Yep. Count me in too. I was just diagnosed a few weeks ago and I am still trying to get a grip on what my body is doing.
I just started taking meds so I haven't even adjusted to them yet and then BOOM. Here comes my period. It throws my into hyper too, then WAYYYY into hypo. I hate it.


----------



## mjcrollard

I have been looking for info on this for a long time, so glad to read someone else may understand what I am going through. Although I don 't have Hashim (diagnosed with Graves) I have the same issue when my period comes around. My heart goes crazy, the anxiety and nervous fear freaks me out.... it seems to last about 10ish days and I sm back to feeling pretty good. I take a beta blocked for the palpitations and even that doesn't help during this time.

I hope you are able to find some relief. I need to ask my endo if raising my beta blocked dose during menses would be helpful.

Good luck


----------



## lainey

The estrogen hormones bind to thyroid hormones, while the progesterones tend to release them.

As these hormones wax and wane during your monthly cycle, it makes perfect sense that you notice a change in your energy levels associated with it.

This is also why changes drugs you may be taking such as birth control may result in changes in your replacement. Other drugs that mimic these hormones can have an impact as well.


----------



## surge

I have a very similar situation, though I fluctuate weekly-- the month isn't halved for me as you describe-- but the hyper symptoms are always big around the start of my period and I am THE MOST IRRITABLE PERSON IN THE WORLD. I stare at my lovely, lovely children and wonder in my head, "why are you talking right now?" It takes a lot of deep breaths to get through the week. My husband thinks about divorcing me and I think about failing a student or two just to teach them a lesson, and then poof! I feel tired and happy again and filled with love and tolerance. Oh boy.


----------



## jenny v

Sometimes it just sucks to be a woman, doesn't it?? 

I'm on Seasonale (one of those every three months you get a period birth control pills) and have been for years now and I'll stop taking it when they pry it from my cold, dead hands. Before, I turned into a raging lunatic every month with super heavy bleeding and cramps that needed prescription pain killers. I still get cramps and get pretty cranky, but it's nothing I can't handle. I'm lucky that they have worked for me so well.
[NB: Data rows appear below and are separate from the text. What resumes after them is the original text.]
use std::collections::BTreeMap;
use std::time::Duration;

use reqwest::Method;
use reqwest::blocking::multipart::{Form, Part};
use reqwest::blocking::{Client, Request};
use reqwest::header::{HeaderMap, HeaderName, HeaderValue};
use url::Url;

use super::error::{Error, Result};

/// Settings of a [`RestClient`]
#[derive(Clone, Debug)]
pub struct RestClientOptions {
    base_url: Url,
    debug: bool,
    timeout: Duration,
    connect_timeout: Duration,
    headers: Vec<(String, String)>,
}

impl RestClientOptions {
    pub fn base_url(&self) -> &Url {
        &self.base_url
    }

    pub fn debug(&self) -> bool {
        self.debug
    }

    /// Total request deadline
    pub fn timeout(&self) -> Duration {
        self.timeout
    }

    pub fn connect_timeout(&self) -> Duration {
        self.connect_timeout
    }

    /// Headers sent with every request
    pub fn headers(&self) -> &[(String, String)] {
        &self.headers
    }

    pub fn with_base_url(base_url: Url) -> Self {
        Self {
            base_url,
            debug: false,
            timeout: default_timeout(),
            connect_timeout: default_connect_timeout(),
            headers: default_headers(),
        }
    }

    pub fn builder() -> RestClientOptionsBuilder {
        RestClientOptionsBuilder::default()
    }

    /// Builder seeded with these options.
    pub fn to_builder(&self) -> RestClientOptionsBuilder {
        RestClientOptionsBuilder {
            base_url: Some(self.base_url.to_string()),
            debug: self.debug,
            timeout: Some(self.timeout),
            connect_timeout: Some(self.connect_timeout),
            headers: self.headers.clone(),
        }
    }
}

/// Builder for [`RestClientOptions`]
#[derive(Clone, Debug, Default)]
pub struct RestClientOptionsBuilder {
    // parsed in build()
    base_url: Option<String>,
    debug: bool,
    timeout: Option<Duration>,
    connect_timeout: Option<Duration>,
    headers: Vec<(String, String)>,
}

impl RestClientOptionsBuilder {
    pub fn base_url(mut self, base_url: impl AsRef<str>) -> Self {
        self.base_url = Some(base_url.as_ref().to_string());
        self
    }

    /// Log every request and response at `info` level.
    pub fn debug(mut self, debug: bool) -> Self {
        self.debug = debug;
        self
    }

    pub fn timeout(mut self, timeout: Duration) -> Self {
        self.timeout = Some(timeout);
        self
    }

    pub fn connect_timeout(mut self, connect_timeout: Duration) -> Self {
        self.connect_timeout = Some(connect_timeout);
        self
    }

    /// Add a header sent with every request.
    pub fn header(mut self, key: impl Into<String>, value: impl Into<String>) -> Self {
        self.headers.push((key.into(), value.into()));
        self
    }

    pub fn headers<I, K, V>(mut self, iter: I) -> Self
    where
        I: IntoIterator<Item = (K, V)>,
        K: Into<String>,
        V: Into<String>,
    {
        self.headers
            .extend(iter.into_iter().map(|(k, v)| (k.into(), v.into())));
        self
    }

    /// Fails when no base URL was given or it does not parse.
    pub fn build(self) -> Result<RestClientOptions> {
        let Some(base_url) = self.base_url else {
            return Err(Error::InvalidArgument("base URL cannot be empty".to_string()));
        };

        let mut options = RestClientOptions::with_base_url(Url::parse(&base_url)?);
        options.debug = self.debug;
        if let Some(t) = self.timeout {
            options.timeout = t;
        }
        if let Some(ct) = self.connect_timeout {
            options.connect_timeout = ct;
        }
        options.headers.extend(self.headers);

        Ok(options)
    }
}

fn default_timeout() -> Duration {
    Duration::from_secs(30)
}

fn default_connect_timeout() -> Duration {
    Duration::from_secs(10)
}

fn default_headers() -> Vec<(String, String)> {
    vec![(
        String::from("User-Agent"),
        format!("restgen/{}", env!("CARGO_PKG_VERSION")),
    )]
}

/// The process-wide HTTP client used by generated builders
pub struct RestClient {
    inner: Client,
    // base URL without trailing '/', ready for `format!("{base}{path}")`
    base_url: String,
    options: RestClientOptions,
}

impl RestClient {
    pub fn new(options: RestClientOptions) -> Result<Self> {
        let mut headers = HeaderMap::new();
        for (key, value) in &options.headers {
            headers.insert(
                HeaderName::from_bytes(key.as_bytes())?,
                HeaderValue::from_str(value)?,
            );
        }

        let inner = Client::builder()
            .default_headers(headers)
            .timeout(options.timeout)
            .connect_timeout(options.connect_timeout)
            .build()?;

        Ok(Self {
            inner,
            base_url: trimmed(&options.base_url),
            options,
        })
    }

    /// Client with default options for `base_url`.
    pub fn with_base_url(base_url: impl AsRef<str>) -> Result<Self> {
        let base_url = Url::parse(base_url.as_ref())?;
        Self::new(RestClientOptions::with_base_url(base_url))
    }

    /// Wrap an already configured `reqwest` client.
    pub fn from_reqwest(inner: Client, base_url: impl AsRef<str>) -> Result<Self> {
        let options = RestClientOptions::with_base_url(Url::parse(base_url.as_ref())?);
        Ok(Self {
            inner,
            base_url: trimmed(&options.base_url),
            options,
        })
    }

    pub fn base_url(&self) -> &str {
        &self.base_url
    }

    pub fn debug(&self) -> bool {
        self.options.debug
    }

    pub fn http_client(&self) -> &Client {
        &self.inner
    }

    pub fn options(&self) -> &RestClientOptions {
        &self.options
    }

    /// A `multipart/form-data` request with one part per field, in key order.
    pub fn multipart_request(
        &self,
        method: Method,
        url: Url,
        fields: &BTreeMap<String, Vec<u8>>,
    ) -> Result<Request> {
        let form = fields.iter().fold(Form::new(), |form, (key, value)| {
            form.part(key.clone(), Part::bytes(value.clone()))
        });
        Ok(self.inner.request(method, url).multipart(form).build()?)
    }
}

impl std::fmt::Debug for RestClient {
    fn fmt(&self, f: &mut std::fmt::Formatter<'_>) -> std::fmt::Result {
        f.debug_struct("RestClient")
            .field("base_url", &self.base_url)
            .field("debug", &self.options.debug)
            .finish_non_exhaustive()
    }
}

fn trimmed(url: &Url) -> String {
    url.as_str().trim_end_matches('/').to_string()
}

#[cfg(test)]
mod tests {
    use super::*;

    #[test]
    fn builder_requires_base_url() {
        let err = RestClientOptions::builder().build().unwrap_err();
        assert!(matches!(err, Error::InvalidArgument(_)));

        let err = RestClientOptions::builder()
            .base_url("not a url")
            .build()
            .unwrap_err();
        assert!(matches!(err, Error::InvalidUrl(_)));
    }

    #[test]
    fn builder_overrides_defaults() {
        let options = RestClientOptions::builder()
            .base_url("http://localhost:8080/api/")
            .debug(true)
            .timeout(Duration::from_secs(2))
            .header("X-Api-Key", "secret")
            .build()
            .unwrap();

        assert!(options.debug());
        assert_eq!(options.timeout(), Duration::from_secs(2));
        assert_eq!(options.connect_timeout(), default_connect_timeout());
        assert_eq!(options.headers()[0].0, "User-Agent");
        assert_eq!(
            options.headers()[1],
            ("X-Api-Key".to_string(), "secret".to_string())
        );

        let rebuilt = options.to_builder().debug(false).build().unwrap();
        assert!(!rebuilt.debug());
        assert_eq!(rebuilt.base_url(), options.base_url());
    }

    #[test]
    fn base_url_loses_trailing_slash() {
        let client = RestClient::with_base_url("http://localhost:8080").unwrap();
        assert_eq!(client.base_url(), "http://localhost:8080");

        let client = RestClient::with_base_url("http://localhost:8080/api/").unwrap();
        assert_eq!(client.base_url(), "http://localhost:8080/api");
    }

    #[test]
    fn rejects_bad_default_header() {
        let options = RestClientOptions::builder()
            .base_url("http://localhost")
            .header("bad header", "x")
            .build()
            .unwrap();
        assert!(matches!(
            RestClient::new(options).unwrap_err(),
            Error::InvalidHeaderName(_)
        ));
    }

    #[test]
    fn multipart_request_sets_boundary() {
        let client = RestClient::with_base_url("http://localhost").unwrap();
        let mut fields = BTreeMap::new();
        fields.insert("file".to_string(), b"hello".to_vec());
        let request = client
            .multipart_request(
                Method::POST,
                Url::parse("http://localhost/upload").unwrap(),
                &fields,
            )
            .unwrap();

        let content_type = request.headers()[reqwest::header::CONTENT_TYPE]
            .to_str()
            .unwrap();
        assert!(content_type.starts_with("multipart/form-data; boundary="));
    }
}
impl Endpoint {
    /// Binding kinds used by at least one method, in a fixed order.
    pub fn binding_kinds(&self) -> BTreeSet<BindingKind> {
        self.methods.iter().filter_map(Method::binding_kind).collect()
    }

    pub fn uses(&self, kind: BindingKind) -> bool {
        self.methods.iter().any(|m| m.binding_kind() == Some(kind))
    }

    /// `{name}` placeholders of the path template, in order of appearance.
    pub fn placeholders(&self) -> Vec<&str> {
        let mut out = Vec::new();
        let mut rest = self.path_template.as_str();
        while let Some(start) = rest.find('{') {
            let after = &rest[start + 1..];
            let Some(end) = after.find('}') else { break };
            out.push(&after[..end]);
            rest = &after[end + 1..];
        }
        out
    }
}

/// Build the IR for one trait declaration.
pub fn build(decl: &InterfaceDecl<'_>) -> Result<Endpoint> {
    let interface = decl.name();
    check_trait_shape(decl, &interface)?;

    let mut endpoint_tag = None;
    for tag in decl.doc.tags() {
        let location = Location::interface(&interface);
        let directive = interpret_at(tag, &location)?;
        if !directive.is_endpoint() {
            return Err(Error::MisplacedAnnotation {
                location,
                tag: tag.to_string(),
            });
        }
        if endpoint_tag.replace(directive).is_some() {
            return Err(Error::DuplicateEndpointAnnotation { interface });
        }
    }
    let Some(Directive::Endpoint {
        verb,
        path_template,
    }) = endpoint_tag
    else {
        return Err(Error::MissingEndpointAnnotation { interface });
    };

    let degenerate = decl.methods.len() == 1;
    let mut methods = Vec::new();
    let mut sync_result_type = None;
    let mut async_callback_type = None;
    let mut body_type = None;

    for method_decl in &decl.methods {
        let Some(method) = build_method(&interface, method_decl, degenerate)? else {
            continue;
        };
        let method_name = method.name.clone();

        match &method.role {
            MethodRole::Binding {
                kind: BindingKind::Body,
                ..
            } => {
                if body_type.is_some() {
                    return Err(Error::DuplicateBodyBinding {
                        interface,
                        method: method_name,
                    });
                }
                body_type = method.parameters.first().map(|p| p.ty.clone());
            }
            MethodRole::Binding { .. } => {}
            MethodRole::Sync { result_type } => {
                if sync_result_type.replace(result_type.clone()).is_some() {
                    return Err(Error::DuplicateTerminal {
                        interface,
                        method: method_name,
                        kind: "@SYNC",
                    });
                }
            }
            MethodRole::Async { callback_type } => {
                if async_callback_type.replace(callback_type.clone()).is_some() {
                    return Err(Error::DuplicateTerminal {
                        interface,
                        method: method_name,
                        kind: "@ASYNC",
                    });
                }
            }
        }
        methods.push(method);
    }

    match (&sync_result_type, &async_callback_type) {
        (None, None) => return Err(Error::MissingTerminal { interface }),
        (None, Some(_)) => return Err(Error::AsyncWithoutSync { interface }),
        _ => {}
    }

    let endpoint = Endpoint {
        name: interface,
        ident: decl.item.ident.clone(),
        vis: decl.item.vis.clone(),
        http_method: verb,
        path_template,
        methods,
        sync_result_type,
        async_callback_type,
        body_type,
    };
    report_latent_issues(&endpoint);

    tracing::debug!(
        interface = %endpoint.name,
        method = endpoint.http_method.as_str(),
        path = %endpoint.path_template,
        methods = endpoint.methods.len(),
        "built endpoint"
    );
    Ok(endpoint)
}

fn interpret_at(tag: &str, location: &Location) -> Result<Directive> {
    interpret(tag).map_err(|e| Error::MalformedAnnotation {
        location: location.clone(),
        tag: tag.to_string(),
        reason: e.to_string(),
    })
}

fn check_trait_shape(decl: &InterfaceDecl<'_>, interface: &str) -> Result<()> {
    let unsupported = |reason: &str| Error::Unsupported {
        location: Location::interface(interface),
        reason: reason.to_string(),
    };

    let item = decl.item;
    if !item.generics.params.is_empty() || item.generics.where_clause.is_some() {
        return Err(unsupported("generic traits are not supported"));
    }
    for bound in &item.supertraits {
        let allowed = match bound {
            TypeParamBound::Trait(t) => ["Send", "Sync", "Sized"]
                .iter()
                .any(|name| t.path.is_ident(name)),
            _ => false,
        };
        if !allowed {
            return Err(unsupported(&format!(
                "supertrait `{}` is not supported",
                bound.to_token_stream()
            )));
        }
    }
    if item
        .items
        .iter()
        .any(|i| !matches!(i, syn::TraitItem::Fn(_)))
    {
        return Err(unsupported("only methods may be declared in the trait"));
    }
    Ok(())
}

fn build_method(
    interface: &str,
    decl: &MethodDecl<'_>,
    degenerate: bool,
) -> Result<Option<Method>> {
    let sig = &decl.item.sig;
    let name = sig.ident.to_string();
    let location = Location::method(interface, &name);

    let mut directives = Vec::new();
    for tag in decl.doc.tags() {
        let directive = interpret_at(tag, &location)?;
        if directive.is_endpoint() {
            return Err(Error::MisplacedAnnotation {
                location,
                tag: tag.to_string(),
            });
        }
        directives.push(directive);
    }

    let directive = match directives.len() {
        0 if decl.item.default.is_some() => {
            tracing::debug!(interface, method = %name, "keeping default method body");
            return Ok(None);
        }
        0 => match degenerate.then(|| ok_type(&sig.output)).flatten() {
            Some(result_type) => Directive::Sync { result_type },
            None => {
                return Err(Error::UnannotatedMethod {
                    interface: interface.to_string(),
                    method: name,
                });
            }
        },
        1 => directives.remove(0),
        _ => {
            return Err(Error::ConflictingAnnotations {
                interface: interface.to_string(),
                method: name,
            });
        }
    };

    let invalid = |reason: &str| Error::InvalidSignature {
        interface: interface.to_string(),
        method: name.clone(),
        reason: reason.to_string(),
    };

    if sig.asyncness.is_some() {
        return Err(invalid("async fn is not supported; use an @ASYNC terminal"));
    }
    let receiver = receiver_kind(sig).ok_or_else(|| invalid("method must take `self`"))?;
    let parameters = parameters(sig).map_err(|reason| invalid(&reason))?;

    let role = if let Some((kind, key)) = directive.binding() {
        if parameters.is_empty() {
            return Err(invalid("binding methods take at least one parameter"));
        }
        match (receiver, returns_self(&sig.output)) {
            (ReceiverKind::Owned, Some(false)) | (ReceiverKind::RefMut, Some(true)) => {}
            (ReceiverKind::Ref, _) => {
                return Err(invalid("binding methods take `self` or `&mut self`"));
            }
            _ => {
                return Err(invalid(
                    "binding methods return `Self` (or `&mut Self` with `&mut self`)",
                ));
            }
        }
        if kind == BindingKind::Body {
            if !sig.generics.params.is_empty() {
                return Err(invalid("@BODY methods cannot be generic"));
            }
            if matches!(parameters[0].ty, Type::Reference(_) | Type::ImplTrait(_)) {
                return Err(invalid("@BODY parameter must be an owned type"));
            }
        }
        MethodRole::Binding {
            kind,
            key: key.to_string(),
        }
    } else {
        match directive {
            Directive::Sync { result_type } => {
                if !parameters.is_empty() {
                    return Err(invalid("@SYNC terminal takes no parameters"));
                }
                let Some(declared) = ok_type(&sig.output) else {
                    return Err(invalid("@SYNC terminal must return a `Result`"));
                };
                if type_expr(&declared) != type_expr(&result_type) {
                    return Err(invalid(&format!(
                        "@SYNC names `{}` but the method returns `Result<{}, _>`",
                        type_expr(&result_type),
                        type_expr(&declared)
                    )));
                }
                MethodRole::Sync { result_type }
            }
            Directive::Async { callback_type } => {
                if receiver != ReceiverKind::Owned {
                    return Err(invalid("@ASYNC terminal takes `self` by value"));
                }
                if parameters.len() != 1 {
                    return Err(invalid("@ASYNC terminal takes exactly one callback parameter"));
                }
                if !returns_unit(&sig.output) {
                    return Err(invalid("@ASYNC terminal returns nothing"));
                }
                if !mentions(parameters[0].ty.to_token_stream(), &callback_type) {
                    return Err(invalid(&format!(
                        "@ASYNC names `{callback_type}` but the callback parameter is `{}`",
                        parameters[0].type_expression
                    )));
                }
                MethodRole::Async { callback_type }
            }
            other => {
                return Err(Error::MisplacedAnnotation {
                    location,
                    tag: format!("{other:?}"),
                });
            }
        }
    };

    tracing::debug!(
        interface,
        method = %name,
        params = %params_list(sig),
        "method annotated"
    );

    Ok(Some(Method {
        name,
        parameters,
        role,
        receiver,
        signature: sig.clone(),
    }))
}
What's weird is that every other cycle or so, I tend to swing hyper, but all other times I'm okay.


----------



## nvsmom

I am new to being treated, and I think I'm still underdosed on my meds so I'm not sure how relevant my answers are, but I get very hypo feeling before my period starts and then on the first day or two, once I'm past the cramps, I feel fine for 2-4 days. I actually have a bit of energy and am more cheerful (harder to irritate LOL) but then I switch back to tired which again peaks (and I feel like a slug) a day or two before my period.... perhaps this will change when my hormone levels get more balanced.


----------



## Mel1031

I have the implanon birth control because I was having like bad cramps and heavy bleading. Kidney issues and like bad depression on my period. Now I don't have one at all. But it makes me wonder since heavy flow is a part of hashimotos if that's what was causing it.


----------